Your objective:
In the material below, find every line containing the string "still" and return it.

━━ Supplied entries

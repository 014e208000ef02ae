use std::future::Future;
use std::time::Duration;

use tokio::time::Instant;

/// Run `check` every `interval` until it yields a value or `timeout` elapses.
///
/// The check always runs at least once. The last sleep is clamped to the time
/// left so the deadline is never overshot by a whole interval.
pub async fn poll_until<T, F, Fut>(interval: Duration, timeout: Duration, mut check: F) -> Option<T>
where
    F: FnMut() -> Fut,
    Fut: Future<Output = Option<T>>,
{
    let deadline = Instant::now() + timeout;
    loop {
        if let Some(value) = check().await {
            return Some(value);
        }
        let now = Instant::now();
        if now >= deadline {
            return None;
        }
        tokio::time::sleep(interval.min(deadline - now)).await;
    }
}
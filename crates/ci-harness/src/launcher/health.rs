//! Readiness checks against the servers a pod depends on.

use std::time::Duration;

use error_stack::Report;
use error_stack::ResultExt;
use tokio::net::TcpStream;
use tracing::debug;
use tracing::info;

use crate::error::HarnessError;
use crate::error::HarnessResult;
use crate::util::poll_until;

pub const HEALTH_INTERVAL: Duration = Duration::from_secs(5);
pub const REACHABILITY_INTERVAL: Duration = Duration::from_secs(15);
const ATTEMPT_TIMEOUT: Duration = Duration::from_secs(3);

/// Wait until `GET {url}` answers with a success status.
///
/// # Errors
///
/// - [`HarnessError::HealthTimeout`] if it never does within `timeout`
/// - [`HarnessError::LaunchFailed`] if the HTTP client cannot be built
#[tracing::instrument(skip(interval))]
pub async fn wait_healthy(url: &str, interval: Duration, timeout: Duration) -> HarnessResult<()> {
    let client = reqwest::Client::builder()
        .timeout(ATTEMPT_TIMEOUT)
        .build()
        .change_context(HarnessError::LaunchFailed {
            what: "health check client".to_string(),
        })?;
    let client = &client;

    let healthy = poll_until(interval, timeout, move || async move {
        match client.get(url).send().await {
            Ok(response) if response.status().is_success() => Some(()),
            Ok(response) => {
                debug!(status = %response.status(), "not healthy yet");
                None
            }
            Err(e) => {
                debug!(error = %e, "health check failed");
                None
            }
        }
    })
    .await;

    match healthy {
        Some(()) => {
            info!("server healthy");
            Ok(())
        }
        None => Err(Report::new(HarnessError::HealthTimeout {
            url: url.to_string(),
            timeout,
        })),
    }
}

/// Wait until every `ip:port` accepts a TCP connection at the same tick.
///
/// # Errors
///
/// - [`HarnessError::UpstreamUnreachable`] listing the addresses still closed at timeout
#[tracing::instrument(skip(interval))]
pub async fn wait_reachable(
    addresses: &[String],
    interval: Duration,
    timeout: Duration,
) -> HarnessResult<()> {
    let reachable = poll_until(interval, timeout, move || async move {
        let closed = closed_addresses(addresses).await;
        if closed.is_empty() {
            Some(())
        } else {
            debug!(?closed, "upstreams not reachable yet");
            None
        }
    })
    .await;

    match reachable {
        Some(()) => {
            info!("all upstreams reachable");
            Ok(())
        }
        None => Err(Report::new(HarnessError::UpstreamUnreachable {
            addresses: closed_addresses(addresses).await,
            timeout,
        })),
    }
}

async fn closed_addresses(addresses: &[String]) -> Vec<String> {
    let mut closed = Vec::new();
    for address in addresses {
        let connected = tokio::time::timeout(ATTEMPT_TIMEOUT, TcpStream::connect(address.as_str()))
            .await
            .is_ok_and(|result| result.is_ok());
        if !connected {
            closed.push(address.clone());
        }
    }
    closed
}
//! In-pod launcher.
//!
//! Each pod of a job runs `ci-harness launch`. The launcher derives its role
//! from the hostname, registers in the rendezvous directory, resolves the
//! peers its role depends on, starts the server and, on the leader pod, runs
//! the test case through the completion monitor.

pub mod health;
pub mod plan;
pub mod role;

use std::path::PathBuf;
use std::process::ExitStatus;
use std::process::Stdio;
use std::time::Duration;

use api_types::JobType;
use error_stack::ResultExt;
use tokio::process::Child;
use tokio::process::Command;
use tracing::info;

use crate::error::HarnessError;
use crate::error::HarnessResult;
use crate::launcher::health::wait_healthy;
use crate::launcher::health::wait_reachable;
use crate::launcher::health::HEALTH_INTERVAL;
use crate::launcher::health::REACHABILITY_INTERVAL;
use crate::launcher::plan::disaggregated_plan;
use crate::launcher::plan::mix_plan;
use crate::launcher::plan::router_plan;
use crate::launcher::plan::router_upstreams;
use crate::launcher::plan::single_plan;
use crate::launcher::plan::DisaggregatedPeers;
use crate::launcher::plan::LaunchPlan;
use crate::launcher::plan::ServerSettings;
use crate::launcher::role::NodeRole;
use crate::launcher::role::RoleKind;
use crate::monitor;
use crate::monitor::CompletionMonitor;
use crate::monitor::Echo;
use crate::monitor::MonitorOutcome;
use crate::rendezvous::Peer;
use crate::rendezvous::RendezvousDirectory;
use crate::rendezvous::RoleMatcher;

pub const METRICS_FILE_ENV: &str = "METRICS_DATA_FILE";

/// Launcher progress, logged on every transition.
#[derive(Debug, Clone, Copy, PartialEq, Eq)]
pub enum LaunchState {
    WaitingForDirectory,
    ResolvingAddress,
    Launching,
    Running,
}

/// Test client settings for the leader pod.
#[derive(Debug, Clone)]
pub struct TestSettings {
    /// Test case path relative to `source_dir`
    pub test_case: String,
    pub source_dir: PathBuf,
    pub metrics_file: Option<PathBuf>,
    pub warmup: Duration,
    pub timeout: Duration,
}

/// Everything the current pod knows at start.
#[derive(Debug, Clone)]
pub struct LaunchContext {
    pub job_type: JobType,
    pub hostname: String,
    pub pod_ip: String,
    pub server: ServerSettings,
    /// Pod counts the router waits for
    pub prefill_size: usize,
    pub decode_size: usize,
    pub test: TestSettings,
    pub rendezvous_timeout: Duration,
    pub health_timeout: Duration,
    pub upstream_timeout: Duration,
}

/// How the pod's part of the job ended.
#[derive(Debug)]
pub enum LaunchOutcome {
    /// Leader pod: verdict of the test client
    Tested(MonitorOutcome),
    /// Any other pod: the server process exited
    ServerExited(ExitStatus),
}

pub struct Launcher {
    directory: RendezvousDirectory,
    ctx: LaunchContext,
    role: NodeRole,
    state: LaunchState,
}

impl Launcher {
    /// # Errors
    ///
    /// - [`HarnessError::InvalidHostname`] if the role cannot be derived from the hostname
    pub fn new(directory: RendezvousDirectory, ctx: LaunchContext) -> HarnessResult<Self> {
        let role = NodeRole::from_hostname(ctx.job_type, &ctx.hostname)?;
        info!(%role, hostname = %ctx.hostname, job_type = %ctx.job_type, "derived node role");
        Ok(Self {
            directory,
            ctx,
            role,
            state: LaunchState::WaitingForDirectory,
        })
    }

    pub fn role(&self) -> NodeRole {
        self.role
    }

    fn transition(&mut self, next: LaunchState) {
        info!(from = ?self.state, to = ?next, role = %self.role, "launcher state");
        self.state = next;
    }

    /// Run this pod's part of the job to completion.
    #[tracing::instrument(skip(self), fields(role = %self.role))]
    pub async fn run(mut self) -> HarnessResult<LaunchOutcome> {
        let plan = self.prepare().await?;

        self.transition(LaunchState::Launching);
        info!(command = %plan.command_line(), "starting server");
        let mut server = spawn(&plan)?;
        self.transition(LaunchState::Running);

        if !self.role.runs_tests() {
            let status = server
                .wait()
                .await
                .change_context(HarnessError::LaunchFailed {
                    what: plan.program.clone(),
                })?;
            info!(%status, "server exited");
            return Ok(LaunchOutcome::ServerExited(status));
        }

        let result = self.run_tests(&plan).await;
        monitor::terminate(&mut server).await;
        result.map(LaunchOutcome::Tested)
    }

    /// Register, resolve the peers this role needs and derive the launch plan.
    ///
    /// # Errors
    ///
    /// - [`HarnessError::RendezvousTimeout`] if a required peer never registers
    /// - [`HarnessError::UpstreamUnreachable`] if the router's upstreams never open
    pub async fn prepare(&mut self) -> HarnessResult<LaunchPlan> {
        if self.ctx.job_type != JobType::Single {
            self.directory
                .register(&self.ctx.hostname, &self.ctx.pod_ip)
                .await?;
        }
        self.transition(LaunchState::ResolvingAddress);

        let ctx = &self.ctx;
        let plan = match self.role.kind {
            RoleKind::Single => single_plan(&ctx.server),
            RoleKind::Master => mix_plan(&ctx.server, 0, &ctx.pod_ip),
            RoleKind::Worker => {
                let peers = self.resolve(vec![RoleMatcher::leader(RoleKind::Master)]).await?;
                mix_plan(&ctx.server, self.role.ordinal, &peers[0][0].ip)
            }
            kind @ (RoleKind::Prefill | RoleKind::Decode) => {
                let peers = self.resolve(vec![
                    RoleMatcher::leader(kind),
                    RoleMatcher::leader(RoleKind::Prefill),
                ])
                .await?;
                disaggregated_plan(
                    &ctx.server,
                    kind,
                    self.role.ordinal,
                    DisaggregatedPeers {
                        own_ip: &ctx.pod_ip,
                        role_leader_ip: &peers[0][0].ip,
                        prefill_leader_ip: &peers[1][0].ip,
                    },
                )
            }
            RoleKind::Router => {
                let peers = self.resolve(vec![
                    RoleMatcher::all(RoleKind::Prefill, ctx.prefill_size),
                    RoleMatcher::all(RoleKind::Decode, ctx.decode_size),
                ])
                .await?;
                let upstreams = router_upstreams(&ctx.server, &peers[0], &peers[1]);
                wait_reachable(&upstreams, REACHABILITY_INTERVAL, ctx.upstream_timeout).await?;
                router_plan(&ctx.server, &peers[0], &peers[1])
            }
        };
        Ok(plan)
    }

    async fn resolve(&self, matchers: Vec<RoleMatcher>) -> HarnessResult<Vec<Vec<Peer>>> {
        let own_entry = Some((self.ctx.hostname.as_str(), self.ctx.pod_ip.as_str()));
        self.directory
            .resolve(&matchers, own_entry, self.ctx.rendezvous_timeout)
            .await
    }

    async fn run_tests(&self, plan: &LaunchPlan) -> HarnessResult<MonitorOutcome> {
        let url = format!("http://127.0.0.1:{}/health", plan.health_port);
        wait_healthy(&url, HEALTH_INTERVAL, self.ctx.health_timeout).await?;

        info!(warmup = ?self.ctx.test.warmup, "warming up");
        tokio::time::sleep(self.ctx.test.warmup).await;

        CompletionMonitor::new(self.ctx.test.timeout)
            .with_echo(Echo::Raw)
            .run(test_command(&self.ctx.test))
            .await
    }
}

fn spawn(plan: &LaunchPlan) -> HarnessResult<Child> {
    Command::new(&plan.program)
        .args(&plan.args)
        .envs(&plan.env)
        .stdin(Stdio::null())
        .kill_on_drop(true)
        .spawn()
        .change_context(HarnessError::LaunchFailed {
            what: plan.program.clone(),
        })
        .attach_printable_lazy(|| format!("command: {}", plan.command_line()))
}

/// `python3 {test_case}` inside the source tree, stderr folded into stdout.
pub fn test_command(test: &TestSettings) -> Command {
    let mut command = monitor::shell_command(&format!("exec python3 {} 2>&1", test.test_case));
    command.current_dir(&test.source_dir);
    if let Some(metrics_file) = &test.metrics_file {
        command.env(METRICS_FILE_ENV, metrics_file);
    }
    command
}

#[cfg(test)]
mod tests {
    use std::sync::Arc;

    use api_types::ServerArgs;
    use similar_asserts::assert_eq;
    use test_log::test;

    use super::*;
    use crate::k8s::mock::MockClusterApi;
    use crate::k8s::ResourceManager;

    const DIRECTORY: &str = "ci-ab12-rendezvous";

    fn context(job_type: JobType, hostname: &str, pod_ip: &str) -> LaunchContext {
        LaunchContext {
            job_type,
            hostname: hostname.to_string(),
            pod_ip: pod_ip.to_string(),
            server: ServerSettings {
                model_path: "/models/qwen".to_string(),
                npus: 8,
                replicas: 2,
                npus_per_pod: 16,
                args: ServerArgs::default(),
            },
            prefill_size: 1,
            decode_size: 1,
            test: TestSettings {
                test_case: "test/srt/test_ascend.py".to_string(),
                source_dir: PathBuf::from("sglang"),
                metrics_file: Some(PathBuf::from("/tmp/metrics.txt")),
                warmup: Duration::ZERO,
                timeout: Duration::from_secs(60),
            },
            rendezvous_timeout: Duration::from_secs(60),
            health_timeout: Duration::from_secs(60),
            upstream_timeout: Duration::from_secs(60),
        }
    }

    fn launcher(api: &Arc<MockClusterApi>, ctx: LaunchContext) -> Launcher {
        let directory =
            RendezvousDirectory::new(ResourceManager::new(api.clone()), "ci", DIRECTORY);
        Launcher::new(directory, ctx).unwrap()
    }

    fn arg_after<'a>(plan: &'a LaunchPlan, flag: &str) -> Option<&'a str> {
        let index = plan.args.iter().position(|arg| arg == flag)?;
        plan.args.get(index + 1).map(String::as_str)
    }

    #[test(tokio::test(start_paused = true))]
    async fn single_skips_rendezvous() {
        let api = Arc::new(MockClusterApi::new());
        let mut launcher = launcher(&api, context(JobType::Single, "ci-ab12-x7k2p", "10.0.0.1"));

        let plan = launcher.prepare().await.unwrap();

        assert_eq!(arg_after(&plan, "--tp-size"), Some("8"));
        assert!(api.calls().is_empty());
    }

    #[test(tokio::test(start_paused = true))]
    async fn mix_worker_waits_for_master() {
        let api = Arc::new(MockClusterApi::new());
        api.set_config_map(DIRECTORY, &[]);
        let mut worker = launcher(
            &api,
            context(JobType::MultiPdMix, "ci-ab12-node-1", "10.0.0.2"),
        );

        let master_api = api.clone();
        let master = tokio::spawn(async move {
            tokio::time::sleep(Duration::from_secs(40)).await;
            let mut master = launcher(
                &master_api,
                context(JobType::MultiPdMix, "ci-ab12-node-0", "10.0.0.1"),
            );
            master.prepare().await.unwrap()
        });

        let plan = worker.prepare().await.unwrap();
        let master_plan = master.await.unwrap();

        assert_eq!(arg_after(&plan, "--node-rank"), Some("1"));
        assert_eq!(arg_after(&plan, "--dist-init-addr"), Some("10.0.0.1:5000"));
        assert_eq!(arg_after(&master_plan, "--node-rank"), Some("0"));

        let data = api.config_map(DIRECTORY).unwrap();
        assert_eq!(data.len(), 2);
    }

    #[test(tokio::test(start_paused = true))]
    async fn decode_resolves_leader_and_prefill_store() {
        let api = Arc::new(MockClusterApi::new());
        api.set_config_map(
            DIRECTORY,
            &[("ci-ab12-prefill-0", "10.0.0.1"), ("ci-ab12-decode-0", "10.0.0.5")],
        );
        let mut decode = launcher(
            &api,
            context(JobType::MultiPdSeparation, "ci-ab12-decode-1", "10.0.0.6"),
        );

        let plan = decode.prepare().await.unwrap();

        assert_eq!(arg_after(&plan, "--disaggregation-mode"), Some("decode"));
        // independent instance: leads itself
        assert_eq!(arg_after(&plan, "--dist-init-addr"), Some("10.0.0.6:5000"));
        assert_eq!(
            plan.env.get("ASCEND_MF_STORE_URL").map(String::as_str),
            Some("tcp://10.0.0.1:24666")
        );
    }

    #[test(tokio::test(start_paused = true))]
    async fn missing_prefill_fails_the_pod() {
        let api = Arc::new(MockClusterApi::new());
        let mut decode = launcher(
            &api,
            context(JobType::MultiPdSeparation, "ci-ab12-decode-0", "10.0.0.5"),
        );

        let err = decode.prepare().await.unwrap_err();

        match err.current_context() {
            HarnessError::RendezvousTimeout { missing, .. } => {
                assert_eq!(*missing, vec!["*prefill-0".to_string()]);
            }
            other => panic!("unexpected error: {other}"),
        }
    }

    #[test]
    fn test_command_exports_metrics_file() {
        let ctx = context(JobType::Single, "ci-ab12-x7k2p", "10.0.0.1");
        let command = test_command(&ctx.test);
        let std = command.as_std();

        let args: Vec<String> = std
            .get_args()
            .map(|arg| arg.to_string_lossy().into_owned())
            .collect();
        assert_eq!(
            args,
            vec![
                "-c".to_string(),
                "exec python3 test/srt/test_ascend.py 2>&1".to_string()
            ]
        );
        let metrics = std
            .get_envs()
            .find(|(key, _)| key.to_str() == Some(METRICS_FILE_ENV))
            .and_then(|(_, value)| value);
        assert_eq!(metrics, Some(std::ffi::OsStr::new("/tmp/metrics.txt")));
    }
}
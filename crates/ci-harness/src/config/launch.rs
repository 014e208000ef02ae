use std::path::PathBuf;
use std::time::Duration;

use api_types::JobType;
use api_types::ServerArgs;
use clap::Parser;

use crate::config::run::non_empty;
use crate::launcher::plan::ServerSettings;
use crate::launcher::LaunchContext;
use crate::launcher::TestSettings;

/// Everything is read from the environment the rendered pod template sets.
#[derive(Parser, Debug, Clone)]
pub struct LaunchArgs {
    #[arg(long, env = "KUBECONFIG", value_hint = clap::ValueHint::FilePath)]
    pub kubeconfig: Option<PathBuf>,

    #[arg(long, env = "NAMESPACE")]
    pub namespace: String,

    #[arg(long, env = "KUBE_CONFIG_MAP", help = "Rendezvous ConfigMap of this run")]
    pub config_map: String,

    #[arg(long, env = "KUBE_JOB_TYPE")]
    pub job_type: JobType,

    #[arg(long, env = "KUBE_JOB_NAME")]
    pub job_name: String,

    #[arg(long, env = "HOSTNAME")]
    pub hostname: String,

    #[arg(long, env = "POD_IP")]
    pub pod_ip: String,

    #[arg(long, env = "METRICS_DATA_FILE", value_hint = clap::ValueHint::FilePath)]
    pub metrics_data_file: Option<PathBuf>,

    #[arg(long, env = "MODEL_PATH")]
    pub model_path: String,

    #[arg(long, env = "TEST_CASE")]
    pub test_case: String,

    #[arg(long, env = "SGLANG_SOURCE_PATH", default_value = "sglang")]
    pub sglang_source_path: PathBuf,

    #[arg(long, env = "SINGLE_NPUS", default_value_t = 1)]
    pub npus: u32,

    #[arg(long, env = "MIX_REPLICAS", default_value_t = 2)]
    pub replicas: u32,

    #[arg(long, env = "PREFILL_SIZE", default_value_t = 1)]
    pub prefill_size: usize,

    #[arg(long, env = "DECODE_SIZE", default_value_t = 1)]
    pub decode_size: usize,

    #[arg(long, env = "NPUS_PER_POD", default_value_t = 16)]
    pub npus_per_pod: u32,

    #[arg(long, env = "SERVER_EXTRA_ARGS", allow_hyphen_values = true, value_delimiter = ' ')]
    pub server_args: Vec<String>,

    #[arg(long, env = "PREFILL_ARGS", allow_hyphen_values = true, value_delimiter = ' ')]
    pub prefill_args: Vec<String>,

    #[arg(long, env = "DECODE_ARGS", allow_hyphen_values = true, value_delimiter = ' ')]
    pub decode_args: Vec<String>,

    #[arg(long, default_value_t = 900, help = "Seconds to wait for required peers")]
    pub rendezvous_timeout_secs: u64,

    #[arg(long, default_value_t = 1800, help = "Seconds to wait for /health")]
    pub health_timeout_secs: u64,

    #[arg(long, default_value_t = 1800, help = "Seconds to wait for router upstreams")]
    pub upstream_timeout_secs: u64,

    #[arg(long, default_value_t = 60, help = "Seconds between healthy and the first test request")]
    pub warmup_secs: u64,

    #[arg(long, default_value_t = 7200, help = "Seconds the test case may run")]
    pub test_timeout_secs: u64,
}

impl LaunchArgs {
    pub fn to_context(&self) -> LaunchContext {
        LaunchContext {
            job_type: self.job_type,
            hostname: self.hostname.clone(),
            pod_ip: self.pod_ip.clone(),
            server: ServerSettings {
                model_path: self.model_path.clone(),
                npus: self.npus,
                replicas: self.replicas,
                npus_per_pod: self.npus_per_pod,
                args: ServerArgs {
                    extra: non_empty(&self.server_args),
                    prefill: non_empty(&self.prefill_args),
                    decode: non_empty(&self.decode_args),
                },
            },
            prefill_size: self.prefill_size,
            decode_size: self.decode_size,
            test: TestSettings {
                test_case: self.test_case.clone(),
                source_dir: self.sglang_source_path.clone(),
                metrics_file: self.metrics_data_file.clone(),
                warmup: Duration::from_secs(self.warmup_secs),
                timeout: Duration::from_secs(self.test_timeout_secs),
            },
            rendezvous_timeout: Duration::from_secs(self.rendezvous_timeout_secs),
            health_timeout: Duration::from_secs(self.health_timeout_secs),
            upstream_timeout: Duration::from_secs(self.upstream_timeout_secs),
        }
    }
}
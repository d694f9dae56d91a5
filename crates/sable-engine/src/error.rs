use sable_inferior::PortError;

/// Error type of this crate.
#[derive(thiserror::Error, Debug)]
pub enum Error {
    /// A command was issued while an operation is already running.
    #[error("Target is not stopped")]
    NotStopped,

    /// The command requires a live inferior thread.
    #[error("No target")]
    NoTarget,

    /// The thread has no stack frame to operate on.
    #[error("Thread has no stack")]
    NoStack,

    /// Detaching is not possible in the current state.
    #[error("Cannot detach")]
    CannotDetach,

    /// A breakpoint target cannot be resolved.
    #[error("Invalid breakpoint location: {0}")]
    LocationInvalid(String),

    /// A running operation was interrupted before completing.
    #[error("Operation interrupted")]
    Interrupted,

    /// A native call inside the inferior produced no usable result.
    #[error("Unknown error in native call")]
    UnknownError,

    /// The engine task is no longer running.
    #[error("Stepping engine is gone")]
    EngineGone,

    /// An error occurred in the process-control port.
    #[error(transparent)]
    Port(#[from] PortError),
}

/// Result type of this crate.
pub type Result<T> = core::result::Result<T, Error>;
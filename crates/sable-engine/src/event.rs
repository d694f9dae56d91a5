use crate::breakpoint::BreakpointIndex;
use crate::frame::StackFrame;

/// Result of a run-control command, observed by the issuing caller (or
/// published on the engine's event stream for stops nobody is waiting on).
#[derive(Debug, Clone)]
pub struct TargetEvent {
    /// What happened to the target.
    pub kind: TargetEventKind,

    /// The stack frame recomputed after the stop, when the target still has
    /// one.
    pub frame: Option<StackFrame>,
}

/// Kind of a [TargetEvent].
#[derive(Debug, Clone, PartialEq, Eq)]
pub enum TargetEventKind {
    /// The target was resumed in the background.
    Running,

    /// The target stopped without a more specific reason.
    Stopped,

    /// A running operation was interrupted by
    /// [stop](crate::engine::EngineHandle::stop).
    Interrupted,

    /// The target stopped on a user breakpoint.
    HitBreakpoint(BreakpointIndex),

    /// The target stopped after receiving a signal.
    Signaled(i32),

    /// The inferior exited with the given code.
    Exited(i32),

    /// The current frame changed without the target running (e.g. a frame
    /// pop).
    FrameChanged,

    /// A managed exception was thrown.
    Exception {
        /// Address of the exception object.
        address: u64,
    },

    /// A managed exception reached the top of the stack unhandled.
    UnhandledException {
        /// Address of the exception object.
        address: u64,
    },
}

impl TargetEventKind {
    /// Returns whether this event means the inferior is gone.
    pub const fn is_terminal(&self) -> bool {
        matches!(self, Self::Exited(_) | Self::Signaled(_))
    }
}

━━━━

Task result:
/// - [`HarnessError::UpstreamUnreachable`] listing the addresses still closed at timeout
    /// The stack frame recomputed after the stop, when the target still has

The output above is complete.